Sevgili dostlar; gündem o kadar çabuk değişiyor ki bu hız baş döndürüyor. Daha yaklaşık 1 ay önce meydana gelen ve resmi rakamlara göre 50 bin kişinin hayatını kaybettiği, milyonlarca insanın etkilendiği bir deprem, oralarda çaresizlikleri ve belirsizlikleri devam eden insanlar son siyasi gelişmelerin gölgesinde kaldı maalesef.

Perşembenin gelişi çarşambadan belliydi ama, fakat ve lakin bunu dillendirenlere “Ya öyle demek istemedi, tabanını da düşünmek zorunda” denildi ve dümen altı edildi siyasetteki benzemez 6 lardan meydana gelen masa. Gerçi masada kalmadı masaya en sıkı sarıldığını anlatan ve kendini başbakan olarak lanse eden sayın eski bakan, “dayatma diyerek” şunu diyerek bunu diyerek, “al resimleri ve mektupları” diyerek çekip gitti. Hani dayatmadan söz açılmışken 5 siyasi parti genel başkanının görüşüne katılmayarak başka bir partinin de içini karıştırarak kendi fikrini illa da olacak dayatmanın ta ağa babası değilmi?. Ha öte yandan daha kıs abir süre önce “masaya ihanet, millete ihanettir” diyen de kendisi. O zaman kim dayatmacı? Kim ihanetçi? Yorumlamaya bile gerek kalmayan bir net durum.

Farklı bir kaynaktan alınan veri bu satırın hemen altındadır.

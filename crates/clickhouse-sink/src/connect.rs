use crate::sink_impl::ClickHouseSink;
use std::time::Duration;
use table_sink::SinkError;

/// Default HTTPS port of the ClickHouse HTTP interface
pub const DEFAULT_SECURE_PORT: u16 = 8443;
/// Default plain-HTTP port of the ClickHouse HTTP interface
pub const DEFAULT_PORT: u16 = 8123;

/// Default number of connection retry attempts
const DEFAULT_RETRY_ATTEMPTS: u32 = 3;
/// Default delay between retry attempts in seconds
const DEFAULT_RETRY_DELAY_SECS: u64 = 1;

/// ClickHouse connection options
#[derive(Clone, Debug)]
pub struct ClickHouseOpts {
    pub host: String,
    /// Falls back to 8443 (secure) or 8123
    pub port: Option<u16>,
    pub database: String,
    pub user: String,
    /// Password or JWT token
    pub password: String,
    pub secure: bool,
}

impl Default for ClickHouseOpts {
    fn default() -> Self {
        Self {
            host: "localhost".to_string(),
            port: None,
            database: "default".to_string(),
            user: "default".to_string(),
            password: String::new(),
            secure: true,
        }
    }
}

impl ClickHouseOpts {
    pub fn effective_port(&self) -> u16 {
        self.port.unwrap_or(if self.secure {
            DEFAULT_SECURE_PORT
        } else {
            DEFAULT_PORT
        })
    }

    /// Base URL of the HTTP interface, e.g. `https://host:8443/`.
    pub fn endpoint(&self) -> String {
        let scheme = if self.secure { "https" } else { "http" };
        format!("{scheme}://{}:{}/", self.host, self.effective_port())
    }
}

pub async fn clickhouse_connect(opts: &ClickHouseOpts) -> Result<ClickHouseSink, SinkError> {
    clickhouse_connect_with_retries(opts, DEFAULT_RETRY_ATTEMPTS, DEFAULT_RETRY_DELAY_SECS).await
}

/// Connect to ClickHouse with configurable retries.
///
/// Only transport failures are retried. A server that answers with an error
/// (bad credentials, unknown database) fails immediately.
pub async fn clickhouse_connect_with_retries(
    opts: &ClickHouseOpts,
    max_retries: u32,
    retry_delay_secs: u64,
) -> Result<ClickHouseSink, SinkError> {
    let endpoint = opts.endpoint();

    tracing::debug!(
        "Connecting to ClickHouse at {} (database: {}, user: {})",
        endpoint,
        opts.database,
        opts.user
    );

    let sink = ClickHouseSink::new(opts.clone())?;
    let mut attempt = 1;

    loop {
        match sink.ping().await {
            Ok(()) => {
                if attempt > 1 {
                    tracing::info!(
                        "Successfully connected to ClickHouse after {} attempts",
                        attempt
                    );
                }
                return Ok(sink);
            }
            Err(SinkError::Connection(message)) if attempt < max_retries => {
                tracing::warn!(
                    "Failed to connect to ClickHouse at '{}' (attempt {}/{}): {}. Retrying in {}s...",
                    endpoint,
                    attempt,
                    max_retries,
                    message,
                    retry_delay_secs
                );
                tokio::time::sleep(Duration::from_secs(retry_delay_secs)).await;
                attempt += 1;
            }
            Err(e) => return Err(e),
        }
    }
}

#[cfg(test)]
mod tests {
    use super::*;

    #[test]
    fn test_default_ports() {
        let secure = ClickHouseOpts::default();
        assert_eq!(secure.effective_port(), 8443);
        assert_eq!(secure.endpoint(), "https://localhost:8443/");

        let plain = ClickHouseOpts {
            secure: false,
            ..Default::default()
        };
        assert_eq!(plain.endpoint(), "http://localhost:8123/");
    }

    #[test]
    fn test_explicit_port_wins() {
        let opts = ClickHouseOpts {
            host: "ch.internal".to_string(),
            port: Some(9440),
            ..Default::default()
        };
        assert_eq!(opts.endpoint(), "https://ch.internal:9440/");
    }

    #[tokio::test]
    async fn test_unreachable_host_fails_with_connection_error() {
        let opts = ClickHouseOpts {
            host: "127.0.0.1".to_string(),
            port: Some(1),
            secure: false,
            ..Default::default()
        };
        let result = clickhouse_connect_with_retries(&opts, 1, 0).await;
        assert!(matches!(result, Err(SinkError::Connection(_))));
    }
}
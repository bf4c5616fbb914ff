//! Forward conversion: CellValue → CSV string.

use bridge_core::CellValue;

/// Layout for date-time cells. `%.f` prints nothing for whole seconds.
pub const DATETIME_TEXT_FORMAT: &str = "%Y-%m-%d %H:%M:%S%.f";

/// Render a cell as delimited-file text. Escaping is left to the writer.
pub fn cell_to_text(value: &CellValue) -> String {
    match value {
        CellValue::Null => String::new(),
        CellValue::Boolean(b) => if *b { "true" } else { "false" }.to_string(),
        CellValue::Integer(i) => i.to_string(),
        CellValue::Float(f) => f.to_string(),
        CellValue::DateTime(dt) => dt.format(DATETIME_TEXT_FORMAT).to_string(),
        CellValue::Text(s) => s.clone(),
    }
}

#[cfg(test)]
mod tests {
    use super::*;
    use crate::reverse::cast_cell;
    use bridge_core::StorageType;

    #[test]
    fn test_null_conversion() {
        assert_eq!(cell_to_text(&CellValue::Null), "");
    }

    #[test]
    fn test_bool_conversion() {
        assert_eq!(cell_to_text(&CellValue::Boolean(true)), "true");
        assert_eq!(cell_to_text(&CellValue::Boolean(false)), "false");
    }

    #[test]
    fn test_float_conversion() {
        assert_eq!(cell_to_text(&CellValue::Float(2.5)), "2.5");
        assert_eq!(cell_to_text(&CellValue::Float(-0.125)), "-0.125");
    }

    #[test]
    fn test_datetime_conversion() {
        let whole = cast_cell("2024-06-15T10:30:00", StorageType::DateTime).unwrap();
        assert_eq!(cell_to_text(&whole), "2024-06-15 10:30:00");

        let millis = cast_cell("2024-06-15 10:30:00.250", StorageType::DateTime).unwrap();
        assert_eq!(cell_to_text(&millis), "2024-06-15 10:30:00.250");
    }

    #[test]
    fn test_representable_values_survive_a_cast() {
        let cases = [
            ("42", StorageType::Integer),
            ("-3", StorageType::Integer),
            ("2.5", StorageType::Float),
            ("true", StorageType::Boolean),
            ("false", StorageType::Boolean),
            ("2024-01-02 03:04:05", StorageType::DateTime),
            ("hello, world", StorageType::Text),
        ];
        for (text, ty) in cases {
            let cell = cast_cell(text, ty).unwrap();
            assert_eq!(cell_to_text(&cell), text, "{ty} value {text}");
        }
    }
}
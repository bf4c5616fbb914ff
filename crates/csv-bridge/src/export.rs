//! Query results → delimited text.

use crate::error::ExportError;
use bridge_core::Identifier;
use csv_types::cell_to_text;
use std::io::Write;
use table_sink::TableSink;
use tracing::info;

/// How to write delimited output.
#[derive(Debug, Clone)]
pub struct ExportOptions {
    pub delimiter: u8,
    /// Write the column names as the first record
    pub has_headers: bool,
}

impl Default for ExportOptions {
    fn default() -> Self {
        Self {
            delimiter: b',',
            has_headers: true,
        }
    }
}

/// Run `sql` through `sink` and write the result to `writer`.
///
/// Returns the number of data rows written. Nulls are written as empty cells.
pub async fn export_query<S, W>(
    sink: &S,
    sql: &str,
    writer: W,
    options: &ExportOptions,
) -> Result<u64, ExportError>
where
    S: TableSink + ?Sized,
    W: Write,
{
    let result = sink.query(sql).await?;

    let mut csv_writer = csv::WriterBuilder::new()
        .delimiter(options.delimiter)
        .from_writer(writer);

    if options.has_headers && !result.columns.is_empty() {
        csv_writer.write_record(result.column_names())?;
    }

    for row in &result.rows {
        csv_writer.write_record(row.iter().map(cell_to_text))?;
    }
    csv_writer.flush()?;

    let count = result.rows.len() as u64;
    info!("Exported {} rows", count);
    Ok(count)
}

/// Write every row of `table` to `writer`.
pub async fn export_table<S, W>(
    sink: &S,
    table: &str,
    writer: W,
    options: &ExportOptions,
) -> Result<u64, ExportError>
where
    S: TableSink + ?Sized,
    W: Write,
{
    let table = Identifier::parse(table)?;
    let sql = format!("SELECT * FROM {}", sink.dialect().quote(table.as_str()));
    export_query(sink, &sql, writer, options).await
}
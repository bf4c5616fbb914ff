//! Delimited-file import and export for table sinks.
//!
//! Import pipeline:
//!
//! ```text
//! delimited text ──reader──▶ RawTable ──schema──▶ TableSchema + DDL ──loader──▶ TableSink
//! ```
//!
//! The whole input is buffered before types are inferred. Chunks are inserted
//! strictly in order and the first failed chunk stops the import.
//!
//! Export runs a query through the sink and writes the rows as delimited text.

mod error;
mod export;
mod import;
mod loader;
mod metrics;
mod overrides;
mod reader;
mod schema;

pub use error::{ExportError, ImportError, LoadFailure};
pub use export::{export_query, export_table, ExportOptions};
pub use import::{import, import_delimited, run_import, Config, CsvInput, ImportReport};
pub use loader::{load, BatchLoader, LoadProgress, ProgressObserver, DEFAULT_CHUNK_SIZE};
pub use metrics::{MetricsCollector, MetricsEntry};
pub use overrides::TypeOverrides;
pub use reader::{read_raw_table, ReaderOptions};
pub use schema::{build_schema, build_schema_with_overrides, create_table, plan_import, ImportPlan};
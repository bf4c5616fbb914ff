//! Batch loader: casts rows chunk by chunk and inserts them in order.
//!
//! Chunk N+1 is never submitted before chunk N's insert returns. The first
//! failing chunk stops the load; it is not retried and later chunks are not
//! attempted, so `inserted + unattempted == total` on every exit path.

use crate::error::{ImportError, LoadFailure};
use bridge_core::{ImportResult, RawTable, Row, TableSchema};
use csv_types::cast_cell;
use table_sink::TableSink;
use tokio_util::sync::CancellationToken;
use tracing::{debug, info, warn};

/// Rows per insert call when none is configured
pub const DEFAULT_CHUNK_SIZE: usize = 10_000;

/// Progress after a chunk completes.
#[derive(Debug, Clone, Copy, PartialEq, Eq)]
pub struct LoadProgress {
    /// 0-based index of the chunk that just completed
    pub chunk_index: usize,
    pub chunk_count: usize,
    pub inserted: u64,
    pub total: u64,
}

/// Receives progress after every successful chunk. Advisory only.
pub trait ProgressObserver: Send + Sync {
    fn on_chunk(&self, progress: &LoadProgress);
}

/// Chunked, sequential, fail-fast loader.
#[derive(Default)]
pub struct BatchLoader<'a> {
    chunk_size: Option<usize>,
    observer: Option<&'a dyn ProgressObserver>,
    cancel: Option<CancellationToken>,
}

impl<'a> BatchLoader<'a> {
    pub fn new(chunk_size: usize) -> Self {
        Self {
            chunk_size: Some(chunk_size),
            observer: None,
            cancel: None,
        }
    }

    pub fn with_observer(mut self, observer: &'a dyn ProgressObserver) -> Self {
        self.observer = Some(observer);
        self
    }

    /// Stop before the next chunk (or abandon the one in flight) once `token` is cancelled.
    pub fn with_cancellation(mut self, token: CancellationToken) -> Self {
        self.cancel = Some(token);
        self
    }

    pub fn chunk_size(&self) -> usize {
        self.chunk_size.unwrap_or(DEFAULT_CHUNK_SIZE)
    }

    /// Insert every row of `raw` into `schema.table`, casting cells per `schema`.
    pub async fn load<S: TableSink + ?Sized>(
        &self,
        raw: &RawTable,
        schema: TableSchema,
        sink: &S,
    ) -> Result<ImportResult, ImportError> {
        let chunk_size = self.chunk_size();
        if chunk_size == 0 {
            return Err(ImportError::InvalidChunkSize);
        }

        let total = raw.row_count() as u64;
        let chunk_count = raw.row_count().div_ceil(chunk_size);
        let columns = schema.column_names();
        let mut inserted: u64 = 0;

        info!(
            "Loading {} rows into {} in {} chunks of up to {} rows",
            total, schema.table, chunk_count, chunk_size
        );

        for (chunk_index, chunk) in raw.rows().chunks(chunk_size).enumerate() {
            if self.is_cancelled() {
                warn!("Import cancelled before chunk {}", chunk_index);
                return Err(ImportError::Cancelled { inserted, total });
            }

            let first_row = chunk_index * chunk_size;
            let rows = cast_chunk(chunk, first_row, &schema).map_err(|source| {
                ImportError::ImportFailed {
                    chunk_index,
                    inserted,
                    total,
                    source,
                }
            })?;

            let outcome = match &self.cancel {
                Some(token) => tokio::select! {
                    biased;
                    _ = token.cancelled() => {
                        warn!("Import cancelled during chunk {}", chunk_index);
                        return Err(ImportError::Cancelled { inserted, total });
                    }
                    result = sink.insert_rows(&schema.table, &columns, &rows) => result,
                },
                None => sink.insert_rows(&schema.table, &columns, &rows).await,
            };

            if let Err(e) = outcome {
                warn!(
                    "Chunk {} of {} failed after {} rows inserted: {}",
                    chunk_index + 1,
                    chunk_count,
                    inserted,
                    e
                );
                return Err(ImportError::ImportFailed {
                    chunk_index,
                    inserted,
                    total,
                    source: LoadFailure::Sink(e),
                });
            }

            inserted += rows.len() as u64;
            debug!(
                "Chunk {}/{} inserted ({}/{} rows)",
                chunk_index + 1,
                chunk_count,
                inserted,
                total
            );

            if let Some(observer) = self.observer {
                observer.on_chunk(&LoadProgress {
                    chunk_index,
                    chunk_count,
                    inserted,
                    total,
                });
            }
        }

        info!("Inserted {} of {} rows into {}", inserted, total, schema.table);

        Ok(ImportResult {
            inserted,
            total,
            schema,
        })
    }

    pub(crate) fn cancellation(&self) -> Option<&CancellationToken> {
        self.cancel.as_ref()
    }

    pub(crate) fn is_cancelled(&self) -> bool {
        self.cancel
            .as_ref()
            .map(CancellationToken::is_cancelled)
            .unwrap_or(false)
    }
}

/// Load with default settings and the given chunk size.
pub async fn load<S: TableSink + ?Sized>(
    raw: &RawTable,
    schema: TableSchema,
    sink: &S,
    chunk_size: usize,
) -> Result<ImportResult, ImportError> {
    BatchLoader::new(chunk_size).load(raw, schema, sink).await
}

fn cast_chunk(
    chunk: &[Vec<String>],
    first_row: usize,
    schema: &TableSchema,
) -> Result<Vec<Row>, LoadFailure> {
    chunk
        .iter()
        .enumerate()
        .map(|(offset, cells)| {
            cells
                .iter()
                .zip(&schema.columns)
                .map(|(cell, column)| {
                    cast_cell(cell, column.storage_type).map_err(|source| LoadFailure::Cast {
                        row: first_row + offset + 1,
                        column: column.name.to_string(),
                        source,
                    })
                })
                .collect()
        })
        .collect()
}
//! Delimited text → RawTable.

use crate::error::ImportError;
use bridge_core::RawTable;
use std::io::Read;
use tracing::debug;

/// How to read delimited input.
#[derive(Debug, Clone)]
pub struct ReaderOptions {
    /// Field delimiter (default: ',')
    pub delimiter: u8,

    /// Whether the first record is a header row (default: true)
    pub has_headers: bool,

    /// Column names to use when `has_headers` is false.
    /// If provided, must match the number of columns in the input.
    pub column_names: Option<Vec<String>>,
}

impl Default for ReaderOptions {
    fn default() -> Self {
        Self {
            delimiter: b',',
            has_headers: true,
            column_names: None,
        }
    }
}

/// Read all of `reader` into a `RawTable`.
///
/// Cells are kept verbatim, including surrounding whitespace. Without a header
/// row, columns come from `column_names` or are named `column_0..N`.
pub fn read_raw_table<R: Read>(reader: R, options: &ReaderOptions) -> Result<RawTable, ImportError> {
    let mut csv_reader = csv::ReaderBuilder::new()
        .has_headers(options.has_headers)
        .delimiter(options.delimiter)
        // Ragged rows are reported by RawTable with a row number
        .flexible(true)
        .from_reader(reader);

    let headers = if options.has_headers {
        Some(
            csv_reader
                .headers()?
                .iter()
                .map(|h| h.to_string())
                .collect::<Vec<String>>(),
        )
    } else {
        None
    };

    let rows = csv_reader
        .records()
        .map(|record| record.map(|r| r.iter().map(|v| v.to_string()).collect::<Vec<String>>()))
        .collect::<Result<Vec<_>, _>>()?;

    let columns = match headers {
        Some(headers) => headers,
        None => {
            let column_count = rows.first().map(Vec::len).unwrap_or(0);
            match &options.column_names {
                Some(names) if names.len() != column_count && !rows.is_empty() => {
                    return Err(ImportError::ColumnNameCount {
                        expected: column_count,
                        found: names.len(),
                    });
                }
                Some(names) => names.clone(),
                None => (0..column_count).map(|i| format!("column_{i}")).collect(),
            }
        }
    };

    debug!("Read {} rows with columns {:?}", rows.len(), columns);

    Ok(RawTable::new(columns, rows)?)
}
//! Deterministic simulation module
//!
//! All gameplay logic lives here. This module must be pure and deterministic:
//! - Fixed timestep only (one call is one tick)
//! - Randomness only through an injected `rand::Rng`
//! - Obstacles kept in strictly increasing `x` order
//! - No rendering, persistence or platform dependencies

pub mod collision;
pub mod obstacles;
pub mod physics;
pub mod state;
pub mod tick;

pub use collision::{Aabb, Collision, Layout, avatar_bounds, check_collision, detect_collision};
pub use obstacles::{advance, maybe_retire, maybe_spawn, speed_for_score};
pub use physics::{apply_gravity, apply_impulse, integrate};
pub use state::{AvatarState, GameEvent, GamePhase, GameSession, Obstacle};
pub use tick::{TickInput, autopilot_should_flap, tick};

Peki şimdi nolcak melmeketin hali? Şunun şurasında seçimlere hani sürekli ülkenin 3. Büyük partisini içerden ve dışardan uzak tutmaya çalışan o zihniyet, şimdi kaldı mı tek başına? Yada kendisine evine dönmesi için yapılan davetlere mi icabet edecek? E giderse yine çok büyük kan kaybedecek ve belki seçim barajını da aşamayacak. Geçen sefer Kemal Kılıçdaroğlu seçime girmesi için milletvekilleri vererek beslemişti. İşte besle kargayı oysun gözünü sözü boşuna söylenmemiş demekki. 
İşin özü zaten istifa eden yöneticilerin hemen CHP’ye geçtiklerini görüyoruz, e devlet üzerinden de istifalar ve uzaklaşmalar çok net. İmamoğlu ve Yavaş da icabet etmedi davete.
Masaya dışardan verilen destek beşlide de masayı terkeden orda olduğu için azdı. Evet ben masanın güçlenerek yoluna devam edeceğini düşünüyorum desem pek de yanlış olmayacak. Zannedersem masa etrafında kalanlar aslında ayaklarındaki bir prangadan yada sırtlarındaki bir kamburdan kurtuldukları için daha iyi koşabilecekler. 
Peki o partinin GİK toplantısında gaz veren el kaldıran zatlar, o kapanan kapıyı aralamak ve açmak için neden paralanıyorlar? Kendini demediniz mi “bırak masayı başlarına çalsınlar” şimdi masasız kalan ve altlarındaki sandalye de kaymaya başlayınca 2018 de yaptıklarının hata olduğunu belirten bir siyasetçi bu yaptığını nasıl yorumlar aslında merak da etmiyor değilim.